Rudolf Elmer, a former employee of Julius Baer Group Ltd., was given a suspended fine of 16,800 Swiss francs ($19,397) under a system that allows Swiss courts to convert prison time into a financial penalty. The Zurich district court said that if Elmer commits a crime in the next three years, he may have to pay the fine.
Prosecutors were seeking a prison term of three and a half years for Elmer, 59, who has led a years-long campaign to raise awareness of the use of Swiss bank accounts for illegal activity including tax evasion. Countries including the U.S., the U.K. and Germany have used testimony from former Swiss bankers or stolen client data to pursue offshore tax dodgers.
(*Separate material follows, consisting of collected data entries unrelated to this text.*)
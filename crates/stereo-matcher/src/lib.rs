//! Dense disparity engine for rectified stereo rigs
//!
//! Consumes two (binocular) or three (trinocular) rectified images and
//! produces a float disparity map with subpixel refinement, optional
//! left/right and top/bottom consistency pruning, and bounded scratch
//! memory independent of image height. Aggregation is either plain window
//! sums (`SadEngine`) or guided smoothing against the reference image
//! (`GfEngine`); rows are processed in parallel bands drawing scratch sets
//! from a shared pool.
//!
//! A disparity of 0.0 marks "no match": the parameter contract keeps the
//! smallest searchable disparity at 1, so 0 is never a valid result.

pub mod boxfilter;
pub mod diff;
pub mod error;
pub mod gf;
pub mod guided;
pub mod params;
pub mod pool;
pub mod sad;
pub mod scheduler;
pub mod tracker;

pub use boxfilter::{accumulate_row, box_filter_row, Cost};
pub use diff::{MatchPixel, PixelDiff};
pub use error::{MatchError, Result};
pub use gf::{GfEngine, GfScratch};
pub use guided::GuidedFilter;
pub use params::{BackMatchAlignment, GfParameters, Parameters};
pub use pool::{BufferPool, PoolGuard};
pub use sad::{SadEngine, SadScratch};
pub use tracker::{MatchTracker, VerticalTracker, NO_MATCH};
//! Guided-filter disparity engine
//!
//! Same outer structure as the SAD engine, but the window aggregation is
//! replaced by guided smoothing of each cost plane with the reference
//! image as the guide, which keeps cost edges aligned with intensity
//! edges. Costs are float; the support of one output row is `2w - 1`
//! input rows, so valid rows and columns are narrower than the SAD
//! engine's by `w/2` on each side.

use stereo_image::{Image, Raster};

use crate::boxfilter::{grow, Cost};
use crate::diff::{MatchPixel, PixelDiff};
use crate::error::Result;
use crate::guided::GuidedRows;
use crate::params::GfParameters;
use crate::pool::BufferPool;
use crate::sad::check_dims;
use crate::scheduler::dispatch_rows;
use crate::tracker::{MatchTracker, VerticalTracker};

/// Scratch set of one guided-filter band worker.
#[derive(Default)]
pub struct GfScratch {
    rows: GuidedRows,
    agg: Vec<f32>,
    prev: Vec<f32>,
    tracker: MatchTracker<f32>,
    vertical: VerticalTracker<f32>,
}

impl GfScratch {
    fn ensure(&mut self, width: usize, search_width: usize, window: usize) -> Result<()> {
        self.rows.ensure(width, window)?;
        grow(&mut self.agg, width, 0.0)?;
        grow(&mut self.prev, width, 0.0)?;
        self.tracker.ensure(width, search_width)?;
        self.vertical.ensure(width, search_width)?;
        Ok(())
    }
}

pub struct GfEngine {
    params: GfParameters,
}

impl GfEngine {
    pub fn new(params: GfParameters) -> Result<Self> {
        params.validate()?;
        Ok(Self { params })
    }

    pub fn parameters(&self) -> &GfParameters {
        &self.params
    }

    pub fn compute<T, R>(
        &self,
        left: &R,
        right: &R,
        out: &mut Image<f32>,
        pool: &BufferPool<GfScratch>,
    ) -> Result<()>
    where
        T: MatchPixel,
        R: Raster<T>,
    {
        self.run(left, right, None, out, pool)
    }

    pub fn compute_trinocular<T, R>(
        &self,
        left: &R,
        right: &R,
        top: &R,
        out: &mut Image<f32>,
        pool: &BufferPool<GfScratch>,
    ) -> Result<()>
    where
        T: MatchPixel,
        R: Raster<T>,
    {
        self.run(left, right, Some(top), out, pool)
    }

    fn run<T, R>(
        &self,
        left: &R,
        right: &R,
        top: Option<&R>,
        out: &mut Image<f32>,
        pool: &BufferPool<GfScratch>,
    ) -> Result<()>
    where
        T: MatchPixel,
        R: Raster<T>,
    {
        let (width, height) = (left.width(), left.height());
        let p = &self.params.matching;
        p.validate_for(width, height)?;
        check_dims(width, height, right)?;
        if let Some(top) = top {
            check_dims(width, height, top)?;
        }
        if out.width() != width || out.height() != height {
            *out = Image::new(width, height);
        }
        log::debug!(
            "GF matching {}x{}, disparity {}..={}, window {}, epsilon {}, blend {}",
            width,
            height,
            p.disparity_min(),
            p.disparity_max,
            p.window_size,
            self.params.epsilon,
            self.params.blend,
        );
        dispatch_rows(out, p.grain_size, pool, |row0, scratch, band| {
            self.match_band(left, right, top, row0, scratch, band)
        })
    }

    fn match_band<T, R>(
        &self,
        left: &R,
        right: &R,
        top: Option<&R>,
        row0: usize,
        s: &mut GfScratch,
        band: &mut [&mut [f32]],
    ) -> Result<()>
    where
        T: MatchPixel,
        R: Raster<T>,
    {
        let p = &self.params.matching;
        let (width, height) = (left.width(), left.height());
        let w = p.window_size;
        let ws = p.disparity_search_width;
        let dmax = p.disparity_max;
        let dmin = p.disparity_min();
        let tau = p.intensity_diff_max;
        let epsilon = self.params.epsilon;

        s.ensure(width, ws, w)?;
        let vertical_active = p.do_vertical_back_match && top.is_some();
        if vertical_active {
            s.vertical.reset_all();
        }

        for (i, out_row) in band.iter_mut().enumerate() {
            let v = row0 + i;
            out_row.fill(0.0);
            if v + 1 < w || v + w > height {
                continue;
            }
            // the full 2w-1 row support must have vertical partners
            let tri = top.filter(|_| v + 1 >= dmax + w);
            let vert = vertical_active && tri.is_some();
            if vert {
                s.vertical.reset_slot((v - dmin) % ws);
            }

            s.rows.load_guide(v, |r, buf| {
                for (dst, &px) in buf.iter_mut().zip(left.row(r)) {
                    *dst = px.luma();
                }
            });

            s.tracker.begin_row();
            s.prev[..width].fill(f32::SATURATED);
            for k in 0..ws {
                let disparity = dmax - k;
                s.agg[..width].fill(f32::SATURATED);
                let span = s.rows.smooth(
                    v,
                    disparity,
                    epsilon,
                    |r, buf| match tri {
                        Some(top_img) => {
                            let lrow = left.row(r);
                            let rrow = right.row(r);
                            let trow = top_img.row(r - disparity);
                            for u in disparity..width {
                                let d = PixelDiff::new(lrow[u], tau);
                                buf[u] = d.diff2(rrow[u - disparity], trow[u]) as f32;
                            }
                        }
                        None => {
                            let lrow = left.row(r);
                            let rrow = right.row(r);
                            for u in disparity..width {
                                let d = PixelDiff::new(lrow[u], tau);
                                buf[u] = d.diff(rrow[u - disparity]) as f32;
                            }
                        }
                    },
                    &mut s.agg[..width],
                );
                if !span.is_empty() {
                    let vertical = if vert {
                        Some((&mut s.vertical, (v - disparity) % ws))
                    } else {
                        None
                    };
                    s.tracker.update_row(
                        k as u32,
                        span,
                        &s.agg[..width],
                        &s.prev[..width],
                        p.back_match_alignment,
                        p.do_horizontal_back_match,
                        vertical,
                    );
                }
                std::mem::swap(&mut s.agg, &mut s.prev);
            }
            let vertical = if vert { Some(&s.vertical) } else { None };
            s.tracker
                .finalize_row(out_row, v, p, self.params.blend, vertical);
        }
        Ok(())
    }
}

#[cfg(test)]
mod tests {
    use super::*;
    use crate::params::Parameters;

    fn textured_pair(width: usize, height: usize, shift: usize) -> (Image<u8>, Image<u8>) {
        let mut left: Image<u8> = Image::new(width, height);
        let mut right: Image<u8> = Image::new(width, height);
        for v in 0..height {
            for u in 0..width {
                left.row_mut(v)[u] = (u * 5) as u8;
                right.row_mut(v)[u] = ((u + shift) * 5) as u8;
            }
        }
        (left, right)
    }

    fn gf_params(window: usize, dmin: usize, dmax: usize) -> GfParameters {
        GfParameters {
            matching: Parameters {
                window_size: window,
                disparity_search_width: dmax - dmin + 1,
                disparity_max: dmax,
                intensity_diff_max: 4,
                do_horizontal_back_match: false,
                do_vertical_back_match: false,
                ..Parameters::default()
            },
            epsilon: 1.0,
            blend: 0.0,
        }
    }

    #[test]
    fn test_flat_disparity_plateau() {
        let (left, right) = textured_pair(32, 20, 4);
        let engine = GfEngine::new(gf_params(3, 1, 6)).unwrap();
        let pool = BufferPool::new();
        let mut out = Image::new(32, 20);
        engine.compute(&left, &right, &mut out, &pool).unwrap();
        // valid columns start at disparity + 2(w-1); coefficient math is
        // float, so allow rounding residue in the subpixel term
        for v in 4..16 {
            for u in 10..26 {
                assert!((out.row(v)[u] - 4.0).abs() < 1e-3, "({}, {})", u, v);
            }
        }
    }

    #[test]
    fn test_support_rows_zeroed() {
        let (left, right) = textured_pair(32, 20, 4);
        let engine = GfEngine::new(gf_params(5, 1, 6)).unwrap();
        let pool = BufferPool::new();
        let mut out = Image::new(32, 20);
        engine.compute(&left, &right, &mut out, &pool).unwrap();
        for v in [0, 1, 2, 3, 16, 17, 18, 19] {
            assert!(out.row(v).iter().all(|&x| x == 0.0), "row {}", v);
        }
    }

    #[test]
    fn test_constant_scene_matches_sad_selection() {
        // constant guide and constant cost planes degrade the filter to a
        // mean, so the selection equals the SAD engine's
        let left: Image<u8> = {
            let mut img = Image::new(24, 18);
            img.fill(100);
            img
        };
        let right = left.clone();
        let gf = GfEngine::new(gf_params(3, 1, 5)).unwrap();
        let sad = crate::sad::SadEngine::new(gf_params(3, 1, 5).matching).unwrap();
        let gf_pool = BufferPool::new();
        let sad_pool = BufferPool::new();
        let mut gf_out = Image::new(24, 18);
        let mut sad_out = Image::new(24, 18);
        gf.compute(&left, &right, &mut gf_out, &gf_pool).unwrap();
        sad.compute(&left, &right, &mut sad_out, &sad_pool).unwrap();
        // compare on the guided engine's (narrower) valid region
        for v in 2..16 {
            for u in 9..22 {
                assert_eq!(gf_out.row(v)[u], sad_out.row(v)[u], "({}, {})", u, v);
            }
        }
    }

    #[test]
    fn test_blend_shifts_toward_second_best() {
        let (left, right) = textured_pair(32, 20, 4);
        let mut p = gf_params(3, 1, 6);
        p.blend = 0.3;
        let plain = GfEngine::new(gf_params(3, 1, 6)).unwrap();
        let blended = GfEngine::new(p).unwrap();
        let pool_a = BufferPool::new();
        let pool_b = BufferPool::new();
        let mut out_a = Image::new(32, 20);
        let mut out_b = Image::new(32, 20);
        plain.compute(&left, &right, &mut out_a, &pool_a).unwrap();
        blended.compute(&left, &right, &mut out_b, &pool_b).unwrap();
        // the blended map differs where a second-best hypothesis exists
        let mut differs = false;
        for v in 4..16 {
            for u in 10..26 {
                if (out_a.row(v)[u] - out_b.row(v)[u]).abs() > 1e-3 {
                    differs = true;
                }
            }
        }
        assert!(differs);
    }
}
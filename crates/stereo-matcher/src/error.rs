use thiserror::Error;

#[derive(Error, Debug)]
pub enum MatchError {
    #[error("config error: {0}")]
    Config(String),
    #[error("resource error: {0}")]
    Resource(String),
}

pub type Result<T> = std::result::Result<T, MatchError>;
Elmer was found guilty of providing WikiLeaks with data on Julius Baer accounts that was published in 2008 in violation of Swiss law prohibing bankers from revealing confidential information about their clients. He was also convicted of forging a letter that accused German Chancellor Angela Merkel of having a Swiss bank account.
The court found insufficient evidence to convict Elmer on charges of handing data to WikiLeaks founder Julian Assange at a news conference in London in 2011. It also cleared him on a charge of offering to reveal data to the German government.
The verdict didn’t appear to satisfy either side. Ganden Tethong, Elmer’s lawyer, said she would appeal. Prosecutor Peter Giger said he had not yet decided whether he would challenge the ruling.
Elmer worked at a unit of Julius Baer in the Cayman Islands until 2002. The former banker was detained in January 2011 and held about six months on a judge’s order after prosecutors argued that he might tamper with evidence. He has continued to campaign against an offshore banking network that he says enables wealthy people to hide money from authorities.